Space charge effect on the transport of a high-perveance He⁺ beam

Abstract

In the quasi-linear approximation of high perveance ion beam transport, the envelope equation for the beam radius r_b can be expressed by d²r_b/dz² = (K/r_b) + (ε_n²/r_b³), where K is the generalized perveance, r_b the beam radius, ε_n the normalized emittance, and z the direction of the beam. The perveance is a parameter for the space charge effect, and it is expressed using the characteristic beam current, I₀ 31 (A/Z) MA, as following: K = (I/I₀)(2β⁻³γ⁻³)(1−γ²f_e). The space charge, however, can be neutralized by electrons, which are produced through the beam induced ionization process in a residual gas. This effect is considered in the previous equation using the parameter f_e. The space charge neutralization becomes effective with the time constant τ_N, the mean ionization time of the residual gas of density n_g, τ_N = (n_gσ_iν)⁻¹, if the electron confinement time is much longer than τ_N.
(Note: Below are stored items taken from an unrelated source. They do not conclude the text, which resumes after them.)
//! Display formatting for jobs: dates, wages and card lines.

use chrono::DateTime;

use crate::config::MILLIS_THRESHOLD;
use crate::types::Job;

/// Placeholder shown for missing values.
pub const MISSING: &str = "—";

/// Currency label used for wages.
pub const CURRENCY: &str = "CHF";

/// Normalize a feed timestamp to epoch seconds.
///
/// The feed mixes seconds and milliseconds; anything above 1e12 is taken
/// to be milliseconds.
///
/// # Examples
/// ```
/// use jobboard::format::normalize_timestamp;
///
/// assert_eq!(normalize_timestamp(1_700_000_000), 1_700_000_000);
/// assert_eq!(normalize_timestamp(1_700_000_000_123), 1_700_000_000);
/// ```
#[must_use]
pub fn normalize_timestamp(ts: i64) -> i64 {
    if ts > MILLIS_THRESHOLD {
        ts / 1000
    } else {
        ts
    }
}

/// Format a feed timestamp as a calendar date, e.g. `Nov 14, 2023` (UTC).
#[must_use]
pub fn format_date(ts: i64) -> String {
    match DateTime::from_timestamp(normalize_timestamp(ts), 0) {
        Some(dt) => dt.format("%b %-d, %Y").to_string(),
        None => MISSING.to_string(),
    }
}

/// Format a validity period as `from — to`.
#[must_use]
pub fn format_period(from: i64, to: i64) -> String {
    format!("{} {MISSING} {}", format_date(from), format_date(to))
}

/// Format an amount without a trailing `.0` for whole numbers.
fn format_amount(amount: f64) -> String {
    if amount.fract() == 0.0 && amount.abs() < 1e15 {
        format!("{}", amount as i64)
    } else {
        format!("{amount:.2}")
    }
}

/// Wage line of a job card, e.g. `CHF 25 / hour`.
#[must_use]
pub fn format_wage(job: &Job) -> String {
    format!("{CURRENCY} {} / hour", format_amount(job.hourly_wage.amount))
}

/// Wage line of the detail view, e.g. `25 CHF/hour`.
#[must_use]
pub fn format_detail_wage(job: &Job) -> String {
    format!("{} {CURRENCY}/hour", format_amount(job.hourly_wage.amount))
}

/// City of a job, or the placeholder.
#[must_use]
pub fn format_city(job: &Job) -> &str {
    job.city().unwrap_or(MISSING)
}

/// Requirements of a job, or the placeholder.
#[must_use]
pub fn format_requirements(job: &Job) -> &str {
    job.requirements
        .as_deref()
        .filter(|r| !r.trim().is_empty())
        .unwrap_or(MISSING)
}

#[cfg(test)]
mod tests {
    use super::*;
    use crate::types::fixtures;

    #[test]
    fn test_seconds_and_millis_format_identically() {
        assert_eq!(format_date(1_700_000_000), format_date(1_700_000_000_000));
        assert_eq!(format_date(1_700_000_000), "Nov 14, 2023");
    }

    #[test]
    fn test_threshold_is_exclusive() {
        // Exactly 1e12 is still read as seconds
        assert_eq!(normalize_timestamp(MILLIS_THRESHOLD), MILLIS_THRESHOLD);
        assert_eq!(normalize_timestamp(MILLIS_THRESHOLD + 1000), 1_000_000_001);
    }

    #[test]
    fn test_format_date_out_of_range() {
        assert_eq!(format_date(i64::MAX), MISSING);
    }

    #[test]
    fn test_format_period() {
        assert_eq!(
            format_period(1_700_000_000, 1_700_086_400_000),
            "Nov 14, 2023 — Nov 15, 2023"
        );
    }

    #[test]
    fn test_format_wage() {
        let mut job = fixtures::job("a", "A");
        assert_eq!(format_wage(&job), "CHF 25 / hour");
        job.hourly_wage.amount = 27.5;
        assert_eq!(format_wage(&job), "CHF 27.50 / hour");
    }

    #[test]
    fn test_format_detail_wage() {
        let mut job = fixtures::job("a", "A");
        assert_eq!(format_detail_wage(&job), "25 CHF/hour");
        job.hourly_wage.amount = 27.5;
        assert_eq!(format_detail_wage(&job), "27.50 CHF/hour");
    }

    #[test]
    fn test_placeholders() {
        let mut job = fixtures::job("a", "A");
        job.job_location.city = None;
        assert_eq!(format_city(&job), MISSING);
        assert_eq!(format_requirements(&job), MISSING);
        job.requirements = Some("Own bike".to_string());
        assert_eq!(format_requirements(&job), "Own bike");
    }
}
In the transport of a low energy He⁺ beam, space charge neutralization effect is not obvious, because the ionization cross section is two orders of magnitude less than that of a proton beam in typical energy region of transport study, 30 − 100 keV. The ionization cross section of a He⁺ beam in a He gas and the mean neutralization time at the pressure 10⁻⁶ Torr are shown. The full neutralization can be expected only when the electron confinement time is longer than 200 ms.